Harvard professor David Perkins, who wrote Making Learning Whole (Jossey-Bass), has much to say about teaching. The basic idea is to teach the whole game. That means that if you’re teaching baseball, you first take people to a baseball game or get them to play it. You don’t teach them how to wind twine to make a baseball from scratch, the physics of a parabola, or the coefficient of friction of a ball on a bat.

Paul Lockhart, a Columbia math PhD, former Brown professor, and K-12 math teacher, imagines in the influential essay “A Mathematician’s Lament” a nightmare world where music and art are taught the way math is taught. Children are not allowed to listen to or play music until they have spent over a decade mastering music notation and theory, spending classes transposing sheet music into a different key. In art class, students study colors and applicators, but aren’t allowed to actually paint until college. Sound absurd?

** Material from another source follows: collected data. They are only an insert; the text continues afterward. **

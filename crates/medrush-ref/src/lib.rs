//! # medrush-ref
//!
//! Reference runtime for MedRush: concrete adapters for every collaborator
//! trait, plus four end-to-end scenarios run against mock data.
//!
//! 1. **Patient scan**: OTP login, prescription extraction through the
//!    schema verifier, the time-of-day schedule, and persistence with the
//!    content-addressed image.
//! 2. **Caretaker roster**: the seeded relative, linking a second patient,
//!    marking doses, and a reminder call request.
//! 3. **Nurse ward**: admitting patients, the "no caretaker" alert, and
//!    discharge.
//! 4. **Call reminder**: the simulated incoming call driven from a scan
//!    through ring, accept, speech, grace delay, and hang-up.
//!
//! Only `GeminiExtractionProvider` contacts an external service. The
//! scenarios use the bundled fixture instead.

pub mod adapters;
pub mod mock_data;
pub mod scenarios;
//! # medrush-contracts
//!
//! Shared types, records, and error definitions for MedRush.
//!
//! All crates in the workspace import from here. No business logic lives in
//! this crate, only data definitions and error types.

pub mod call;
pub mod error;
pub mod extraction;
pub mod medicine;
pub mod role;
pub mod schedule;
pub mod user;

This is how math is taught–-we require students to spend years doing rote memorization and learning dry, disconnected fundamentals that we claim will pay off later, long after most of them quit the subject.

Unfortunately, this is where many teaching resources on deep learning begin–-asking learners to follow along with the definition of the Hessian and theorems for the Taylor approximation of your loss functions, without ever giving examples of actual working code. We’re not knocking calculus. We love calculus, and Sylvain has even taught it at the college level, but we don’t think it’s the best place to start when learning deep learning!

In deep learning, it really helps if you have the motivation to fix your model to get it to do better. That’s when you start learning the relevant theory. But you need to have the model in the first place. We teach almost everything through real examples. As we build out those examples, we go deeper and deeper, and we’ll show you how to make your projects better and better. This means that you’ll be gradually learning all the theoretical foundations you need, in context, in such a way that you’ll see why it matters and how it works.

So, here’s our commitment to you. Throughout this book, we will follow these principles:

  • Teaching the whole game. We’ll start by showing how to use a complete, working, very usable, state-of-the-art deep learning network to solve real-world problems, using simple, expressive tools. And then we’ll gradually dig deeper and deeper into understanding how those tools are made, and how the tools that make those tools are made, and so on…
  • Always teaching through examples. We’ll ensure that there is a context and a purpose that you can understand intuitively, rather than starting with algebraic symbol manipulation.
  • Simplifying as much as possible. We’ve spent years building tools and teaching methods that make previously complex topics very simple.
  • Removing barriers. Deep learning has, until now, been a very exclusive game. We’re breaking it open, and ensuring that everyone can play.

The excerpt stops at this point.